**ASSIGNMENT:** Lines holding the string "CapabilitySet" in the listing below are to be copied.

Start of Block

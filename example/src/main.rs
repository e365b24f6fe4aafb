//! A headless demonstration of the input core.
//!
//! A scripted "backend" thread plays the role of a platform driver, pushing
//! key, touch, and sensor events into the shared queue. The main thread runs
//! a miniature render loop: once per frame it drains the queue through the
//! hub, reacts to listener callbacks, and polls the aggregate state, the
//! same structure a real game loop would have.

use ::crossinput::{
    backend::Backend, buttons, hub::InputHub, keys, peripherals::Peripheral, CapabilitySet,
    DriverEvent, EventQueue, InputEvent, InputProcessor, VibrationPattern,
};
use ::std::{sync::Arc, thread, time::Duration};
use ::tracing::info;
use ::tracing_subscriber::{fmt, prelude::*, EnvFilter};

/// A pretend platform driver: multi-touch capable, with a vibrator that just
/// logs what it would do.
struct ScriptedBackend;

impl Backend for ScriptedBackend {
    fn capabilities(&self) -> CapabilitySet {
        CapabilitySet::of([Peripheral::MultitouchScreen, Peripheral::Vibrator])
    }

    fn max_pointers(&self) -> usize {
        10
    }

    fn vibrate(&mut self, milliseconds: u64) {
        info!(milliseconds, "backend: vibrating");
    }

    fn vibrate_pattern(&mut self, pattern: &VibrationPattern) {
        info!(?pattern, "backend: vibrating with pattern");
    }

    fn cancel_vibrate(&mut self) {
        info!("backend: vibration canceled");
    }
}

/// Listener that narrates every event it receives.
struct Narrator;

impl InputProcessor for Narrator {
    fn key_down(&mut self, key_code: i32) -> bool {
        info!(name = ?keys::name(key_code), "event: key down");
        true
    }

    fn key_up(&mut self, key_code: i32) -> bool {
        info!(name = ?keys::name(key_code), "event: key up");
        true
    }

    fn touch_down(&mut self, x: i32, y: i32, pointer: usize, _button: i32) -> bool {
        info!(x, y, pointer, "event: touch down");
        true
    }

    fn touch_up(&mut self, x: i32, y: i32, pointer: usize, _button: i32) -> bool {
        info!(x, y, pointer, "event: touch up");
        true
    }

    fn touch_dragged(&mut self, x: i32, y: i32, pointer: usize) -> bool {
        info!(x, y, pointer, "event: touch dragged");
        true
    }
}

/// Feeds a short scripted interaction into the queue, as a real driver
/// thread would feed OS events.
fn drive(queue: Arc<EventQueue>) {
    queue.push(DriverEvent::Accelerometer {
        x: 0.1,
        y: -9.8,
        z: 0.3,
    });

    let script = [
        InputEvent::TouchDown {
            x: 100,
            y: 100,
            button: buttons::LEFT,
        },
        InputEvent::TouchDragged {
            x: 115,
            y: 104,
            pointer: 0,
        },
        InputEvent::KeyDown {
            key_code: keys::SPACE,
        },
        InputEvent::KeyUp {
            key_code: keys::SPACE,
        },
        InputEvent::TouchUp {
            x: 115,
            y: 104,
            pointer: 0,
            button: buttons::LEFT,
        },
    ];

    // Stamped at push time, so the pacing below is visible in the event
    // timestamps.
    for event in script {
        queue.push_input(event);
        thread::sleep(Duration::from_millis(20));
    }
}

fn main() {
    ::tracing_subscriber::registry()
        .with(fmt::layer())
        .with(EnvFilter::from_default_env())
        .init();

    let queue = Arc::new(EventQueue::new());
    let mut hub = InputHub::new(ScriptedBackend);
    hub.set_processor(Some(Box::new(Narrator)));

    let driver = thread::spawn({
        let queue = queue.clone();
        move || drive(queue)
    });

    // A miniature render loop: drain events, then poll, then "render".
    for frame in 0..10u32 {
        let applied = hub.process(&queue);

        if hub.just_touched() {
            info!(frame, "poll: new touch this frame");
            hub.vibrate(30);
        }
        if hub.is_touched() {
            info!(
                frame,
                x = hub.x(),
                y = hub.y(),
                dx = hub.delta_x(),
                dy = hub.delta_y(),
                "poll: touch position"
            );
        }
        if hub.is_key_pressed(keys::SPACE) {
            info!(frame, "poll: space is held");
        }
        if applied > 0 {
            info!(frame, applied, "frame processed");
        }

        thread::sleep(Duration::from_millis(33));
    }

    driver.join().expect("driver thread panicked");
    info!(
        accelerometer = ?hub.accelerometer(),
        "final sensor state"
    );
}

End of Block

**OUTPUT FOR THIS EXERCISE:**
    backend::Backend, buttons, hub::InputHub, keys, peripherals::Peripheral, CapabilitySet,
    fn capabilities(&self) -> CapabilitySet {
        CapabilitySet::of([Peripheral::MultitouchScreen, Peripheral::Vibrator])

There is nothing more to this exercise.